-------- Records supplied --------

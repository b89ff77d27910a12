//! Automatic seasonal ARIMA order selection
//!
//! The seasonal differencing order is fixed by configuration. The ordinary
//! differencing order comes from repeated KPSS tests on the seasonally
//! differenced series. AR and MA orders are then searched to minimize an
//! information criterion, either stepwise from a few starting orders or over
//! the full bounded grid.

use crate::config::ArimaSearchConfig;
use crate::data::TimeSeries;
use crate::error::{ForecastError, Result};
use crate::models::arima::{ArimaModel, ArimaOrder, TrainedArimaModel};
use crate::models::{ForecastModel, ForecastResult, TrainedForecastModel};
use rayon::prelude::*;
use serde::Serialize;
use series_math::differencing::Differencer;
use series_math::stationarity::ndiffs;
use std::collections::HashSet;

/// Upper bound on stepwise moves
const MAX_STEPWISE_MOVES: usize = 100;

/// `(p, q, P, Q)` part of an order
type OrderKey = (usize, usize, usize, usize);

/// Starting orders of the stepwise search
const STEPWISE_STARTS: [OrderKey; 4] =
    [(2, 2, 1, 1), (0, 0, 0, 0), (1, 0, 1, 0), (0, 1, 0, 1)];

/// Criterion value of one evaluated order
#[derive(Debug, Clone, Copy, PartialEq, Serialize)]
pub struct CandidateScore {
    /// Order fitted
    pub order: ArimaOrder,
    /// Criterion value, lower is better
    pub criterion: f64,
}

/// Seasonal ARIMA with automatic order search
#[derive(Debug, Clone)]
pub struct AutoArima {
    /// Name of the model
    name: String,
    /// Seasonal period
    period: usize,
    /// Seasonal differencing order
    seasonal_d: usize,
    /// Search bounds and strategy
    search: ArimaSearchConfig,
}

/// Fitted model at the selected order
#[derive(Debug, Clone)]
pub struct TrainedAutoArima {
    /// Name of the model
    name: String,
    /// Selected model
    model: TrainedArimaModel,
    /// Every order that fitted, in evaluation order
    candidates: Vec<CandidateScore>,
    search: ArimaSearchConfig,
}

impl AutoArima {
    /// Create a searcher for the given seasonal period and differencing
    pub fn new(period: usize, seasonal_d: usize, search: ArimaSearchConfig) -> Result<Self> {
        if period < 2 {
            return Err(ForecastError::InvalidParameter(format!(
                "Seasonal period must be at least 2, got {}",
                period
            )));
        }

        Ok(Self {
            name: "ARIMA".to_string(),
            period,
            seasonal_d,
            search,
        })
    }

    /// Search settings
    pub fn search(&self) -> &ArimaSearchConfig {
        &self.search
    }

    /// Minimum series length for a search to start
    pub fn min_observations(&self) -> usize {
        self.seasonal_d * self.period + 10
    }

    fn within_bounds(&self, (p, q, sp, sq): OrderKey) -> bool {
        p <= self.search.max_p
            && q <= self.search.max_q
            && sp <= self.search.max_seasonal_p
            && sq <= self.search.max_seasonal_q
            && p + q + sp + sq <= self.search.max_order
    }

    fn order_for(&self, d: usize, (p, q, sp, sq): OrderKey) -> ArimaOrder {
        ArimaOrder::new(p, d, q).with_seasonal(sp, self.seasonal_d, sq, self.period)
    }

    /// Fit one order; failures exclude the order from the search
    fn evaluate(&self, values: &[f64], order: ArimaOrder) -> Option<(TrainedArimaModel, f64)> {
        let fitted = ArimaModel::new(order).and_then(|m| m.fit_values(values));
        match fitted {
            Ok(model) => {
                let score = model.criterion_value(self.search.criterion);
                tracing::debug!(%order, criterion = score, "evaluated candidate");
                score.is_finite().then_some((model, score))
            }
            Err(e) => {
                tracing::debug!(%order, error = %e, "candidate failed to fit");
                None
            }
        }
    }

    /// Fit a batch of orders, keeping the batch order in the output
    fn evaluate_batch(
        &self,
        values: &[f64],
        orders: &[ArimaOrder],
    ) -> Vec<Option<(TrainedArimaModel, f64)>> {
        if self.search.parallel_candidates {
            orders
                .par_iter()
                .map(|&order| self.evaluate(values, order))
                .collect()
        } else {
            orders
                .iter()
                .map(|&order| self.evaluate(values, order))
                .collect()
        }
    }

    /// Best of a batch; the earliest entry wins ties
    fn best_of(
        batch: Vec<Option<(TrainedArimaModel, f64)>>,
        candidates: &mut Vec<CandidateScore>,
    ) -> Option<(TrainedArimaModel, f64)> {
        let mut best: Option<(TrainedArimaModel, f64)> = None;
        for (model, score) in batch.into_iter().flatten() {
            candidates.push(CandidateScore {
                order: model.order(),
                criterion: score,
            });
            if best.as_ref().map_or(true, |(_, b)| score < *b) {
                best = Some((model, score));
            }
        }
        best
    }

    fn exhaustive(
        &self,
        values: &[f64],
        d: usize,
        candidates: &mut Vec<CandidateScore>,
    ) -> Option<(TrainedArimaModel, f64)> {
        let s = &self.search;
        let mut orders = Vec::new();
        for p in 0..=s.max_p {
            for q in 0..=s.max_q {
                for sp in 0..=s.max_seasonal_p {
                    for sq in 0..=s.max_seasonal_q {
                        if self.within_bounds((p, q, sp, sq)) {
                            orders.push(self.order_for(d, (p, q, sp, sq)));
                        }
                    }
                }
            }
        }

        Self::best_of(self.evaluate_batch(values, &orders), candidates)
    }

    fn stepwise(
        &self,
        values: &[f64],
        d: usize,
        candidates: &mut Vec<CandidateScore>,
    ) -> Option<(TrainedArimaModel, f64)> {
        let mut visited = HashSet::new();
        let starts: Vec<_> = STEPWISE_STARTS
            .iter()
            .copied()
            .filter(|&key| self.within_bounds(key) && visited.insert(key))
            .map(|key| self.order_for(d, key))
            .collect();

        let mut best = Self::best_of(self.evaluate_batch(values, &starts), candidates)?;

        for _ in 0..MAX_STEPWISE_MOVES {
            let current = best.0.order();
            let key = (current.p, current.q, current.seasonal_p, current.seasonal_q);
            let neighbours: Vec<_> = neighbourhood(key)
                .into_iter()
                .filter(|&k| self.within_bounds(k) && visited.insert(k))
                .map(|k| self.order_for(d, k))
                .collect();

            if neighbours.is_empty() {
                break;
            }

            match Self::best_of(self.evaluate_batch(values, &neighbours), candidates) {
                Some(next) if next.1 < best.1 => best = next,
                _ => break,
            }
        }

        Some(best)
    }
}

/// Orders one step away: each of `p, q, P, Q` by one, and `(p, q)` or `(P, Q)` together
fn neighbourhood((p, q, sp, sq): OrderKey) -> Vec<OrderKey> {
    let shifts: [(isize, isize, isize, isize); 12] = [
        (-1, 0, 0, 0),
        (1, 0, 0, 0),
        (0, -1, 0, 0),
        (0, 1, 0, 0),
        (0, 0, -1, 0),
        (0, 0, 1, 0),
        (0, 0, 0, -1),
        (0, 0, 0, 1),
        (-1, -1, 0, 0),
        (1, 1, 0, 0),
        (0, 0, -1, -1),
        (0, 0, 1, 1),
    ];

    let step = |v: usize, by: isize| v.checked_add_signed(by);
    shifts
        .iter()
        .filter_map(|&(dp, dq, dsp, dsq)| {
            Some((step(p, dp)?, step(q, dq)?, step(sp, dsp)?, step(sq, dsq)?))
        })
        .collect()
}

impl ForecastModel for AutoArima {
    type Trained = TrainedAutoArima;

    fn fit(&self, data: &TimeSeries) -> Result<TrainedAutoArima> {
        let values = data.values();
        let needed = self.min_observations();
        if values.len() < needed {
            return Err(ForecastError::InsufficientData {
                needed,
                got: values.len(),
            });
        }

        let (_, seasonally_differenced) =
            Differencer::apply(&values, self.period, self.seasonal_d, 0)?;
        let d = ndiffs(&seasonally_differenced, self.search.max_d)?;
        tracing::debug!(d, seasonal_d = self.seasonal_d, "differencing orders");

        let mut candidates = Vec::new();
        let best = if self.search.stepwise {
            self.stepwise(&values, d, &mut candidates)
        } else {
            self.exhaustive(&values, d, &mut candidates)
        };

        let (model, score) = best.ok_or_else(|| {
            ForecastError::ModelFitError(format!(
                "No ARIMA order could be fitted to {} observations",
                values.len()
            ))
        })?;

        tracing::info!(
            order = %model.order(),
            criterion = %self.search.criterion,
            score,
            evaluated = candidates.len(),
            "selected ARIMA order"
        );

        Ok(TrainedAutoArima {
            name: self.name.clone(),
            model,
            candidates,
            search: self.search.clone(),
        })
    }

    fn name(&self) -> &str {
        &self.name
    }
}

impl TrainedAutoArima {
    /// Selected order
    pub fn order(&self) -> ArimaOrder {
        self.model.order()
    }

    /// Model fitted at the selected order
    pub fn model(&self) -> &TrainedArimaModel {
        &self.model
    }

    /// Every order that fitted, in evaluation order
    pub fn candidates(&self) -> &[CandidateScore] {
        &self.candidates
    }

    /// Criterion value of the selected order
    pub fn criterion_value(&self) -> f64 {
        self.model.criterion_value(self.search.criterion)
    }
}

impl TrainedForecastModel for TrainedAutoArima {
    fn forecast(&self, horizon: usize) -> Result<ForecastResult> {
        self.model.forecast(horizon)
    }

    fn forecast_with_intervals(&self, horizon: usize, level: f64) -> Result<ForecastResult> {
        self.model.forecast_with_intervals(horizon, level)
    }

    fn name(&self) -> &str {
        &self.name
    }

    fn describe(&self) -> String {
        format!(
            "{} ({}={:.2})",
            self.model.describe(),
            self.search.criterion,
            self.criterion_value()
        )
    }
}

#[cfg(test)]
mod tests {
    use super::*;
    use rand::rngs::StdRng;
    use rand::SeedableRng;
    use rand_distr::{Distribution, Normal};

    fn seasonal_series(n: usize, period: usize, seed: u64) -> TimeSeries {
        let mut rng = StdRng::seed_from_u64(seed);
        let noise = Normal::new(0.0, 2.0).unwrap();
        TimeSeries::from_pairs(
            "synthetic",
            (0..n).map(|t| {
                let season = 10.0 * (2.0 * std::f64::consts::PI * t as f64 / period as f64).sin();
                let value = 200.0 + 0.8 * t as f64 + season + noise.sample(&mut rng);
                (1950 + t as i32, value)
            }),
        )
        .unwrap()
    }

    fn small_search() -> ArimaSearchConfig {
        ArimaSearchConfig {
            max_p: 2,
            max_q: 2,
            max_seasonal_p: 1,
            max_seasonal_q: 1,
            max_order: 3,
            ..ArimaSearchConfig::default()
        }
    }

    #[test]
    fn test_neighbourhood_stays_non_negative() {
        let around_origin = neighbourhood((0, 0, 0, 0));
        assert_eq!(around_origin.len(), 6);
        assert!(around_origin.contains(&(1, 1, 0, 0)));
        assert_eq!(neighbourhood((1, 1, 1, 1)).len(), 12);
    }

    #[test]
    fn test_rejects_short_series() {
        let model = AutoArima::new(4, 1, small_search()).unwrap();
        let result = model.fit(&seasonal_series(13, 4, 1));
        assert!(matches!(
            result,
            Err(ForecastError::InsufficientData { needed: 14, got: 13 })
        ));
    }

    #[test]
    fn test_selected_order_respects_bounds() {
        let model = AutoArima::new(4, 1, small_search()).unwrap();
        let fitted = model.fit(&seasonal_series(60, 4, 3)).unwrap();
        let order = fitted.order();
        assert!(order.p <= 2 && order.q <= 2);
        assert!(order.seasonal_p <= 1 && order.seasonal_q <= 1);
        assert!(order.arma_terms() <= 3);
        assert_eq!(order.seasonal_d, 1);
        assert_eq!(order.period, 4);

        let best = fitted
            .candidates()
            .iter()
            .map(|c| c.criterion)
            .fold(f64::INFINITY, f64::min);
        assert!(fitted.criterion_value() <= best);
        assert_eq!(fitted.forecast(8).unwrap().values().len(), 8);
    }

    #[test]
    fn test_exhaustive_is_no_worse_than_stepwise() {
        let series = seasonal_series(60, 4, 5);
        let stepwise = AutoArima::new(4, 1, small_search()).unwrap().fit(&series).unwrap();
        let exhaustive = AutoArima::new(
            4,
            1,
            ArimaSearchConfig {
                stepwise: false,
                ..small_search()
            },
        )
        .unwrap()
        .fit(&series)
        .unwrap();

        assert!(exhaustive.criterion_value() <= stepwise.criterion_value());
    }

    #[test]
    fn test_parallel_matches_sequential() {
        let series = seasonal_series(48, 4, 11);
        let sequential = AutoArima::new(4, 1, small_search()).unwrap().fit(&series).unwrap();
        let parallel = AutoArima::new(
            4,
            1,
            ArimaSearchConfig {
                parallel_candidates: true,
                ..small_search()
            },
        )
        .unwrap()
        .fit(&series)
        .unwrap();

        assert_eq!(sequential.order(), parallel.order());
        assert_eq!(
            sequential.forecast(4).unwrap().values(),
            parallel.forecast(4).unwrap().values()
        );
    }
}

--------
-------- Records supplied --------

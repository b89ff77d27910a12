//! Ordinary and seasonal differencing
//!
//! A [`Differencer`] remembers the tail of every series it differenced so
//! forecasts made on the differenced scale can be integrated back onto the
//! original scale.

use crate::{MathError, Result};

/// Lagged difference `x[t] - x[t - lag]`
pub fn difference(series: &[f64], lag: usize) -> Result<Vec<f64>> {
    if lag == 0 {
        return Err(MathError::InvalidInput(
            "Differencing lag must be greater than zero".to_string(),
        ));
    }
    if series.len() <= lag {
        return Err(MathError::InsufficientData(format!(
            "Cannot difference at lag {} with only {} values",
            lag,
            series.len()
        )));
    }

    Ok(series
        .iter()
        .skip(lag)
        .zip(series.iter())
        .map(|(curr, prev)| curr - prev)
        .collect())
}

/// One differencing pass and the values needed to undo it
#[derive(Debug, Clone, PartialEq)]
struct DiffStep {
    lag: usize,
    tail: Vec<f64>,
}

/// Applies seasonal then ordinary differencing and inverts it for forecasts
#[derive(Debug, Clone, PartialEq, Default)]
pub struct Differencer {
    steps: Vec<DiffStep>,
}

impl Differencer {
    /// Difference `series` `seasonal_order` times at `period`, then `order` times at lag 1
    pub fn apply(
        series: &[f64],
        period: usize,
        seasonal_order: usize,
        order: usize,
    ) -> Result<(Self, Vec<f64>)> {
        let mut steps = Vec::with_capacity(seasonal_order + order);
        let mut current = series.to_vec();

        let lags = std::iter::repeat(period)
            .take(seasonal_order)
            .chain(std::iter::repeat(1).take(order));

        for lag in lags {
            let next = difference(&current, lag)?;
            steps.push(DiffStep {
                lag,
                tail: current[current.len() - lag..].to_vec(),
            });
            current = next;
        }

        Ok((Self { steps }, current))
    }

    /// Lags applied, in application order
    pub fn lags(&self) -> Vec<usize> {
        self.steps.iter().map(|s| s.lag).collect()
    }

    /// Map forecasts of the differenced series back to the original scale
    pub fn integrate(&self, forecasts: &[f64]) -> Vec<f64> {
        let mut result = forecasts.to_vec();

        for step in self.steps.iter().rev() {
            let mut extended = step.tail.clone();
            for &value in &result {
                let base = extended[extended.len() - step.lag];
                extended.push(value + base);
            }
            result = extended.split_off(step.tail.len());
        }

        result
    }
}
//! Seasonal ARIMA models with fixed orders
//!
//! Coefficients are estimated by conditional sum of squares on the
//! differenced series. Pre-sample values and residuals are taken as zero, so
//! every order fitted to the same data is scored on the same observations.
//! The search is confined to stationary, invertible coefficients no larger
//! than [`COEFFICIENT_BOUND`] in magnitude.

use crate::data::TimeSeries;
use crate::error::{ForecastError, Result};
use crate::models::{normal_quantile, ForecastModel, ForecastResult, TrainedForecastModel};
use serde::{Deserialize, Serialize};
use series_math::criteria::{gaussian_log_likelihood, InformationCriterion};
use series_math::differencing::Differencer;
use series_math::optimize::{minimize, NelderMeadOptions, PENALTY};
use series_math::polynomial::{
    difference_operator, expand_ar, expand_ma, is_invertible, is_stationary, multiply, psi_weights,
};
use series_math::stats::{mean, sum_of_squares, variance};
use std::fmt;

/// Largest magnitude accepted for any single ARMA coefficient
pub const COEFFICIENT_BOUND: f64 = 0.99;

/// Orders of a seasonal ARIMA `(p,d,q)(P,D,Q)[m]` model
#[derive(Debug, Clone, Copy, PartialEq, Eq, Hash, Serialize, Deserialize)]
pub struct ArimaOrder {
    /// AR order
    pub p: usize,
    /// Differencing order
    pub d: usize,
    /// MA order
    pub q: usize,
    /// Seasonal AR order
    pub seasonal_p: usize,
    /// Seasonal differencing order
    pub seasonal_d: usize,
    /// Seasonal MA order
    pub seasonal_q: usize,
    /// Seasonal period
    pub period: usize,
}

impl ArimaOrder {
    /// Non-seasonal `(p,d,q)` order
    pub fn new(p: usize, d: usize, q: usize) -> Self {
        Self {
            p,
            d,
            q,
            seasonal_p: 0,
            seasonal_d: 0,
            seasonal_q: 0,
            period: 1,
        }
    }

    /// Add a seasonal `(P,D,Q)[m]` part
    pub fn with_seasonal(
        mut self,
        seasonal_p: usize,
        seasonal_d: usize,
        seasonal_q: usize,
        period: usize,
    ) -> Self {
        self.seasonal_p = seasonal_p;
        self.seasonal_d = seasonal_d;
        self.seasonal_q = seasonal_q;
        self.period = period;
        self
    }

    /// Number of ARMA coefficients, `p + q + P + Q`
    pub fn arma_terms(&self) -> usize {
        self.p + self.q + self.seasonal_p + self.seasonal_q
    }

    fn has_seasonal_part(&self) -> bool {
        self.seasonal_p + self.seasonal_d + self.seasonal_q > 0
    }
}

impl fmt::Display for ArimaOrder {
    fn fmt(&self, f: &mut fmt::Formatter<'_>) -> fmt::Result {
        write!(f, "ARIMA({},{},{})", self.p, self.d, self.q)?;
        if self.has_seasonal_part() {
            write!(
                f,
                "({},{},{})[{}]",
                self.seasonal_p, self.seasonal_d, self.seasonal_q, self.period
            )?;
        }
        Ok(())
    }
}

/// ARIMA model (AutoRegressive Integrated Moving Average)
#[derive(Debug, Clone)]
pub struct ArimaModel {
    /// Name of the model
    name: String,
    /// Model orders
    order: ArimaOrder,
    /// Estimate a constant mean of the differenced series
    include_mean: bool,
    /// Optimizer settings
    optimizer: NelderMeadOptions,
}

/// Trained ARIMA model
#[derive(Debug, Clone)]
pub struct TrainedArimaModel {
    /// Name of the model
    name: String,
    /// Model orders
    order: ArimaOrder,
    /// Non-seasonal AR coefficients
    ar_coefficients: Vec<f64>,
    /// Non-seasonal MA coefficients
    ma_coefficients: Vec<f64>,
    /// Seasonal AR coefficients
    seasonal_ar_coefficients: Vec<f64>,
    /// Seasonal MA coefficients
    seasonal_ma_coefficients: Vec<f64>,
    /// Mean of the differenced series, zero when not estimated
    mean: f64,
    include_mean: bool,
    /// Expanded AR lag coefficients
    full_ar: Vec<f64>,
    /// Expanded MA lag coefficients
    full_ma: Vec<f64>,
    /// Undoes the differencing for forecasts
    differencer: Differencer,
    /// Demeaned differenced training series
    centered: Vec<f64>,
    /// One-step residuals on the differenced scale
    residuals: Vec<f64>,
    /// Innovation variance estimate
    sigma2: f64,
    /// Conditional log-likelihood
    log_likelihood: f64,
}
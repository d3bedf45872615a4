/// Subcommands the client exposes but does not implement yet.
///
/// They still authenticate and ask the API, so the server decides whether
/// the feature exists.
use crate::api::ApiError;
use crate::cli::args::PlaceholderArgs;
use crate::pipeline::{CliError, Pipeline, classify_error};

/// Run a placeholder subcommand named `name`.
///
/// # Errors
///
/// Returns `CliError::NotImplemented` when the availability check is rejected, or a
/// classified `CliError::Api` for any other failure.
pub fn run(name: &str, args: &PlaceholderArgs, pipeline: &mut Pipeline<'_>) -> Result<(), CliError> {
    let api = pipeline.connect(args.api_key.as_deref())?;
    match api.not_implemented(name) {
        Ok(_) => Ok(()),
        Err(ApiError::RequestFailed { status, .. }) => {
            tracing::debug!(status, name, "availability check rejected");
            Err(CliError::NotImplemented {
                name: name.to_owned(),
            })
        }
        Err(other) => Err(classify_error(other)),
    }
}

--------

What to work on:
Say how many lines in the preceding material include the word "tests", with no other words in the reply.

Solution to the problem:
2